Dün OSB’nin ev sahipliğinde gerçekleşen ve 4’üncüsü yapılacak olan “Otomotiv Buluşmaları, Türkiye Buluşmaları” lansmanı için düzenlenen basın toplantısındaydık.
Açılış konuşmasına OSB Başkanı Hüseyin Durmaz, Bursa’daki bir tekstil fabrikasında çıkan büyük yangın için geçmiş olsun dilekleriyle başladı.
Bu arada şunu söylemek isterim, Bursa ve çevre illerden gelen 300 yangın söndürme aracı ve bin kişinin müdahalesine rağmen olayın üzerinden 20 saat geçmesine karşın petrokimya içerikli ürünler sebebiyle fabrika hala içten içe yanmaya devam ediyor. Yangının çıkış sebebi henüz net olarak bilinmemekle beraber şaibeler öne sürülse de, asıl nedenin uzman raporundan sonra gün yüzüne çıkacağını düşünüyorum.
Otomotiv sanayisinin ülke genelinde 3/1’i Bursa’da olunca, Avrupa kıtasında ilk kez Türkiye’de 4 yıldır gerçekleşen Otomotiv Buluşmaları da haliyle Bursa’da oluyor. Bu konferans Bursa’nın Avrupa’daki tanınırlığı ve itibarı açısından da aslında büyük önem taşıyor.
Bu yılki buluşmaya binek araçtan ticari araç ve ağır vasıta grubuna kadar birçok farklı alanda 38 ülkeden toplamda 300 sektör temsilcisinin katılacağını söyleyen Durmaz;
“Etkinliğimize katılacaklar arasında, ABD’den Almanya’ya, Slovenya’dan Hindistan’a kadar, hatta Etiyopya ve Tanzanya’dan bile birçok farklı alandan alıcıların yetkilileri de bulunuyor” dedi.
Ayrıca etkinliğe ilginin her geçen yıl arttığını belirterek uluslararası bir tedarik zinciri olan AUTOMOTİVE MEETINGS’ in katılımcıları arasındaki ikili iş görüşmelerinin de her yıl arttığını ifade etti.
Konu dışında sorulan sorular neticesinde ise şu başlıklara yer verildi:
Nilüfer Çayı ve çevre kirliliği tek başına OSB’nin çözebileceği bir iş değildir.
Kentin içindeki sanayi işletmelerinin OSB’ye taşınmasıyla ilgili Büyükşehir’in projesini destekliyoruz.
Gelecek nesli sanayi ile ilişkilendirilmesi için Üniversitenin ve Milli Eğitim Müdürlüğü’nün destekleriyle Z meclisini kurduk.
Z kuşağıyla alakalı bu projeler konuşmanın benim için en çok ilgimi çeken tarafıydı. Çünkü daha önce de bu konuyu birçok kez köşeme taşımıştım.
Üniversiteli işsizin gün geçtikçe çoğaldığı, teknik ve ara eleman eksiğimizin de buna paralel arttığı ülkemizde, bu durum acilen ele alınması gereken bir konu. İyi puan alamayınca zorunlu olarak gidilen liseler haline gelen meslek liselerinde de bu yüzden maalesef performans kaybı oldukça fazla.
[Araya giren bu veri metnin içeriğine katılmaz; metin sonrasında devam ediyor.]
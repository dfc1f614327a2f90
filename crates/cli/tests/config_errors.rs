//! Config problems surface as INVALID_INPUT before any command runs.

use std::path::{Path, PathBuf};
use std::process::Command;

use anyhow::{Context, Result};
use serde_json::Value;
use tempfile::TempDir;

fn gasprobe_binary() -> PathBuf {
	PathBuf::from(env!("CARGO_BIN_EXE_gasprobe"))
}

fn run_in(dir: &Path, args: &[&str]) -> Result<(i32, Value)> {
	let output = Command::new(gasprobe_binary())
		.current_dir(dir)
		.env("XDG_CONFIG_HOME", dir.join("xdg"))
		.args(["-f", "json"])
		.args(args)
		.output()
		.context("failed to execute gasprobe")?;

	let stdout = String::from_utf8_lossy(&output.stdout).to_string();
	let json = serde_json::from_str(&stdout).with_context(|| format!("stdout is not JSON: {stdout}"))?;
	Ok((output.status.code().unwrap_or(-1), json))
}

fn write_log(dir: &Path) -> Result<String> {
	let log = dir.join("run_testAllNewFunctions_20260110_101500.log");
	std::fs::write(&log, "placeholder")?;
	Ok(log.to_str().context("utf-8 path")?.to_string())
}

#[test]
fn malformed_project_file() -> Result<()> {
	let dir = TempDir::new()?;
	std::fs::write(dir.path().join("gasprobe.json"), "{ \"tests\": ")?;
	let log = write_log(dir.path())?;

	let (status, json) = run_in(dir.path(), &["parse", &log])?;

	assert_eq!(status, 1);
	assert_eq!(json["ok"], false);
	assert_eq!(json["error"]["code"], "INVALID_INPUT");
	let message = json["error"]["message"].as_str().unwrap_or_default();
	assert!(message.contains("gasprobe.json"), "got: {message}");
	Ok(())
}

#[test]
fn explicit_config_must_exist() -> Result<()> {
	let dir = TempDir::new()?;
	let log = write_log(dir.path())?;

	let (status, json) = run_in(dir.path(), &["--config", "missing.json", "parse", &log])?;

	assert_eq!(status, 1);
	assert_eq!(json["error"]["code"], "INVALID_INPUT");
	Ok(())
}

#[test]
fn non_object_global_file() -> Result<()> {
	let dir = TempDir::new()?;
	let global = dir.path().join("xdg").join("gasprobe");
	std::fs::create_dir_all(&global)?;
	std::fs::write(global.join("config.json"), "[1, 2, 3]")?;
	let log = write_log(dir.path())?;

	let (status, json) = run_in(dir.path(), &["parse", &log])?;

	assert_eq!(status, 1);
	assert_eq!(json["error"]["code"], "INVALID_INPUT");
	Ok(())
}

#[test]
fn project_file_settings_reach_the_command() -> Result<()> {
	let dir = TempDir::new()?;
	std::fs::write(
		dir.path().join("gasprobe.json"),
		r#"{ "tests": { "functions": ["testAllNewFunctions", "testMailFunctions"] } }"#,
	)?;
	let log = dir.path().join("run_testAllNewFunctions_20260110_101500.log");
	std::fs::write(
		&log,
		"testAllNewFunctions: テスト開始\n✅ testMailFunctions: 下書きの作成 OK\n下書きの件名と本文と宛先を順に確認しました。すべて想定どおりの値でした。\ntestAllNewFunctions: テスト完了\n",
	)?;

	let (status, json) = run_in(dir.path(), &["parse", log.to_str().context("utf-8 path")?])?;

	assert_eq!(status, 0, "{json}");
	let mentioned = json["data"]["functionsMentioned"].as_array().context("functionsMentioned")?;
	assert_eq!(mentioned.len(), 2);
	Ok(())
}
Bu liselerde okuyan çocukların çoğu ne yazık ki iyi bir üniversiteye girme umutlarını kaybetmiş durumda. Sayıları yüzleri aşan sıradan yüksekokullarda ise işsizlikle yüz yüze gelme ihtimali de gençlerimizin geleceğe karşı amaçsızlığa itmekte.
Halbuki meslek liselerine verilecek önem bu sorunun asıl kaynağını çözecektir.
Toplantıda sorulan ama Başkan Durmaz’ın geçiştirdiği “Suriyeli göçmenler sizce de sanayideki ara eleman eksiği için önemli mi?” sorusunu toplantı bitiminde tekrar sorma imkanı buldum.
Durmaz’ın yanıtı ise şu şekildeydi:
“Evet doğru. Şu an ara eleman eksiğimizi Suriyeli göçmenler sayesinde karşılıyoruz”.
Bu açıdan baktığımızda ciddi bir eleman eksiği olduğu net.
Çözümü ise aslında belli.
Mesleki eğitimlere önem vermek ve yetiştirilen gençlerin bu işletmelerde istihdamını sağlamak. Dolayısıyla işsizliğin de bir nebzede önüne geçebilmek.